►

#[cfg(test)]
mod tests {
    use super::*;
    use crate::core::profile;
    use chrono::{TimeZone, Timelike};
    use std::io::Cursor;
    use std::path::PathBuf;

    fn compile(toml: &str) -> FormatProfile {
        let path = PathBuf::from("test.toml");
        let def = profile::parse_profile_toml(toml, &path).unwrap();
        profile::validate_and_compile(def, &path, false).unwrap()
    }

    fn bracket_profile(mode: &str) -> FormatProfile {
        compile(&format!(
            r#"
[profile]
id = "test"
name = "Test"

[detection]
content_match = '^\['

[parsing]
line_pattern = '^\[(?P<timestamp>[^\]]+)\]\s(?P<level>\w+)\s+(?:(?P<source>\w+):\s)?(?P<message>.+)$'
timestamp_format = "%Y-%m-%d %H:%M:%S"
multiline_mode = "{mode}"

[severity_mapping]
error = ["Error"]
warning = ["Warning"]
info = ["Info"]
"#
        ))
    }

    fn line(n: u64, text: &str) -> RawLine {
        RawLine {
            file_id: 3,
            line_number: n,
            text: text.to_string(),
        }
    }

    fn parse_all(profile: &FormatProfile, content: &str) -> (Vec<LogEntry>, ParseStats) {
        parse_reader(
            Cursor::new(content.as_bytes()),
            profile,
            3,
            64,
            ParseConfig::default(),
        )
        .unwrap()
    }

    #[test]
    fn test_parse_line_extracts_fields() {
        let profile = bracket_profile("continuation");
        let parser = LineParser::new(&profile);
        let fields = match parser.parse_line(&line(1, "[2024-01-15 14:30:22] Error auth: Login failed")) {
            ParsedLine::Record(fields) => fields,
            other => panic!("expected record, got {other:?}"),
        };
        assert_eq!(fields.level, Some(Severity::Error));
        assert_eq!(fields.source.as_deref(), Some("auth"));
        assert_eq!(fields.message, "Login failed");
        assert_eq!(
            fields.timestamp,
            Utc.with_ymd_and_hms(2024, 1, 15, 14, 30, 22).unwrap()
        );
    }

    #[test]
    fn test_parse_line_is_stateless() {
        let profile = bracket_profile("continuation");
        let parser = LineParser::new(&profile);
        let l = line(5, "    at com.example.Main.run(Main.java:10)");
        assert_eq!(parser.parse_line(&l), ParsedLine::Continuation);
        assert_eq!(parser.parse_line(&l), ParsedLine::Continuation);
    }

    #[test]
    fn test_unparseable_timestamp_yields_raw_only_entry() {
        let profile = bracket_profile("continuation");
        let (entries, stats) = parse_all(&profile, "[not a time] Error boom\n");
        assert_eq!(entries.len(), 1);
        let e = &entries[0];
        assert!(e.is_raw_only());
        assert!(e.message.is_empty());
        assert_eq!(e.raw, "[not a time] Error boom");
        assert_eq!(e.line_number, 1);
        assert_eq!(stats.error_count, 1);
        assert!(matches!(stats.errors[0], ParseError::TimestampParse { .. }));
    }

    #[test]
    fn test_continuation_lines_merge_without_new_ids() {
        let profile = bracket_profile("continuation");
        let content = "[2024-01-15 14:30:22] Error Connection failed\n\
                       at com.example.Client.connect(Client.java:42)\n\
                       at com.example.Main.run(Main.java:10)\n\
                       [2024-01-15 14:30:23] Info Retry succeeded\n";
        let (entries, stats) = parse_all(&profile, content);

        assert_eq!(entries.len(), 2);
        assert_eq!(entries[0].id, EntryId::new(3, 0));
        assert_eq!(entries[1].id, EntryId::new(3, 1));
        assert!(entries[0].message.ends_with("Main.java:10)"));
        assert_eq!(entries[0].raw.lines().count(), 3);
        assert_eq!(entries[1].line_number, 4);
        assert_eq!(stats.continuation_lines, 2);
        assert_eq!(stats.error_count, 0);
    }

    #[test]
    fn test_raw_mode_keeps_each_line() {
        let profile = bracket_profile("raw");
        let content = "[2024-01-15 14:30:22] Error first\nloose line\n";
        let (entries, stats) = parse_all(&profile, content);
        assert_eq!(entries.len(), 2);
        assert!(entries[1].is_raw_only());
        assert_eq!(entries[1].raw, "loose line");
        assert_eq!(stats.raw_only_entries, 1);
    }

    #[test]
    fn test_leading_continuation_becomes_raw_only() {
        let profile = bracket_profile("continuation");
        let (entries, stats) = parse_all(&profile, "orphan\n[2024-01-15 14:30:22] Info ok\n");
        assert_eq!(entries.len(), 2);
        assert!(entries[0].is_raw_only());
        assert!(matches!(stats.errors[0], ParseError::LineParse { .. }));
    }

    #[test]
    fn test_blank_lines_join_pending_record_or_stand_alone() {
        let profile = bracket_profile("continuation");
        let content = "\n[2024-01-15 14:30:22] Error a\n    at frame(1)\n\n    at frame(2)\n[2024-01-15 14:30:23] Info b\n";
        let (entries, stats) = parse_all(&profile, content);
        assert_eq!(entries.len(), 3);
        assert!(entries[0].is_raw_only());
        assert_eq!(entries[0].line_number, 1);
        assert_eq!(entries[1].line_number, 2);
        assert_eq!(
            entries[1].raw,
            "[2024-01-15 14:30:22] Error a\n    at frame(1)\n\n    at frame(2)"
        );
        assert!(entries[1].message.ends_with("frame(1)\n\n    at frame(2)"));
        assert_eq!(entries[2].line_number, 6);
        assert_eq!(stats.blank_lines, 2);
        assert_eq!(stats.continuation_lines, 3);
        assert_eq!(stats.lines_read, 6);
        assert_eq!(stats.error_count, 0);
    }

    #[test]
    fn test_raw_mode_emits_one_entry_per_line() {
        let profiles = profile::load_builtin_profiles();
        let plain = profiles
            .iter()
            .find(|p| p.id == constants::FALLBACK_PROFILE_ID)
            .unwrap();
        let (entries, stats) = parse_all(plain, "a\n\n   \nb\n");
        assert_eq!(entries.len() as u64, stats.lines_read);
        let numbers: Vec<_> = entries.iter().map(|e| e.line_number).collect();
        assert_eq!(numbers, vec![1, 2, 3, 4]);
        assert_eq!(entries[2].raw, "   ");
        assert_eq!(stats.blank_lines, 2);
    }

    #[test]
    fn test_entry_truncation() {
        let profile = bracket_profile("continuation");
        let config = ParseConfig {
            max_entry_size: 1000,
            ..ParseConfig::default()
        };
        let mut parser = FileParser::new(&profile, 3, config);
        let long = format!("[2024-01-15 14:30:22] Error {}", "x".repeat(5000));
        assert!(parser.push_line(&line(1, &long)).is_none());
        parser.push_line(&line(2, "more continuation"));
        let entry = parser.finish().unwrap();
        assert!(entry.message.ends_with(constants::TRUNCATION_MARKER));
        assert!(entry.message.len() <= 1000 + constants::TRUNCATION_MARKER.len());
        assert!(!entry.message.contains("more continuation"));
        assert_eq!(parser.stats().truncated_entries, 1);
    }

    #[test]
    fn test_unmapped_level_falls_back_to_message_keywords() {
        let profile = bracket_profile("continuation");
        let parser = LineParser::new(&profile);
        let fields = match parser.parse_line(&line(1, "[2024-01-15 14:30:22] Odd an Error occurred")) {
            ParsedLine::Record(fields) => fields,
            other => panic!("expected record, got {other:?}"),
        };
        assert_eq!(fields.level, Some(Severity::Error));
    }

    #[test]
    fn test_plain_text_lines_get_sniffed_timestamps() {
        let profiles = profile::load_builtin_profiles();
        let plain = profiles
            .iter()
            .find(|p| p.id == constants::FALLBACK_PROFILE_ID)
            .unwrap();
        let content = "2024-01-15T14:30:22Z service failed to start\nno time here\n";
        let (entries, stats) = parse_all(plain, content);
        assert_eq!(entries.len(), 2);
        assert_eq!(entries[0].level, Some(Severity::Error));
        assert!(entries[0].timestamp.is_some());
        assert!(entries[1].is_raw_only());
        assert_eq!(stats.error_count, 1);
    }

    #[test]
    fn test_error_retention_is_capped() {
        let profile = bracket_profile("raw");
        let config = ParseConfig {
            max_parse_errors_per_file: 2,
            ..ParseConfig::default()
        };
        let mut parser = FileParser::new(&profile, 3, config);
        for n in 1..=5 {
            parser.push_line(&line(n, "garbage"));
        }
        assert_eq!(parser.stats().error_count, 5);
        assert_eq!(parser.stats().errors.len(), 2);
    }

    // -------------------------------------------------------------------------
    // Timestamp parsing
    // -------------------------------------------------------------------------

    #[test]
    fn test_parse_timestamp_variants() {
        let expected = Utc.with_ymd_and_hms(2024, 1, 15, 14, 30, 22).unwrap();
        let fmt = "%Y-%m-%d %H:%M:%S";
        assert_eq!(parse_timestamp("2024-01-15 14:30:22", fmt), Some(expected));
        assert_eq!(parse_timestamp("2024/01/15 14:30:22", fmt), Some(expected));
        assert_eq!(parse_timestamp("2024-01-15T14:30:22", fmt), Some(expected));
        assert_eq!(parse_timestamp("2024-01-15T14:30:22Z", fmt), Some(expected));
        assert_eq!(
            parse_timestamp("2024-01-15", "%Y-%m-%d"),
            Some(Utc.with_ymd_and_hms(2024, 1, 15, 0, 0, 0).unwrap())
        );
        assert_eq!(parse_timestamp("garbage", fmt), None);
        assert_eq!(parse_timestamp("", fmt), None);
    }

    #[test]
    fn test_parse_timestamp_fractional_and_comma() {
        let ts = parse_timestamp("2024-01-15 14:30:22,123", "%Y-%m-%d %H:%M:%S%.f").unwrap();
        assert_eq!(ts.timestamp_subsec_millis(), 123);
        let ts = parse_timestamp("2024-01-15 14:30:22,123", "%Y-%m-%d %H:%M:%S,%3f").unwrap();
        assert_eq!(ts.timestamp_subsec_millis(), 123);
    }

    #[test]
    fn test_parse_timestamp_yearless_injects_current_year() {
        let ts = parse_timestamp("Jan  5 14:30:22", "%b %e %H:%M:%S").unwrap();
        assert_eq!(ts.year(), Utc::now().year());
        assert_eq!((ts.month(), ts.day(), ts.hour()), (1, 5, 14));
    }

    #[test]
    fn test_sniff_shapes() {
        let cases = [
            ("at 2024-01-15T14:30:22+05:30 ok", (2024, 1, 15, 9)),
            ("2024-01-15 14:30:22,123 INFO x", (2024, 1, 15, 14)),
            ("[2024/01/15 14:30:22] x", (2024, 1, 15, 14)),
            ("26.02.2026 22:07:56.535 x", (2026, 2, 26, 22)),
            ("1.2.3.4 - - [15/Jan/2024:14:30:22 +0000] GET", (2024, 1, 15, 14)),
            ("15/01/2024 14:30:22 x", (2024, 1, 15, 14)),
            ("01/15/2024 14:30:22 x", (2024, 1, 15, 14)),
            ("Jan 15, 2024 14:30:22 x", (2024, 1, 15, 14)),
            ("20240115T143022 x", (2024, 1, 15, 14)),
            ("1705329022 x", (2024, 1, 15, 14)),
        ];
        for (text, (y, m, d, h)) in cases {
            let ts = sniff_timestamp(text).unwrap_or_else(|| panic!("no timestamp in {text:?}"));
            assert_eq!((ts.year(), ts.month(), ts.day(), ts.hour()), (y, m, d, h), "{text}");
        }
    }

    #[test]
    fn test_sniff_ambiguous_slash_is_month_first() {
        let ts = sniff_timestamp("01/02/2024 10:00:00").unwrap();
        assert_eq!((ts.month(), ts.day()), (1, 2));
    }

    #[test]
    fn test_sniff_no_timestamp_returns_none() {
        assert!(sniff_timestamp("no timestamp here, pid 12345").is_none());
        assert!(sniff_timestamp("").is_none());
    }
}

◄

Wherever the word "RawLine" appears in the entries above, copy that whole line.

- _SOLUTION_:
    fn line(n: u64, text: &str) -> RawLine {
        RawLine {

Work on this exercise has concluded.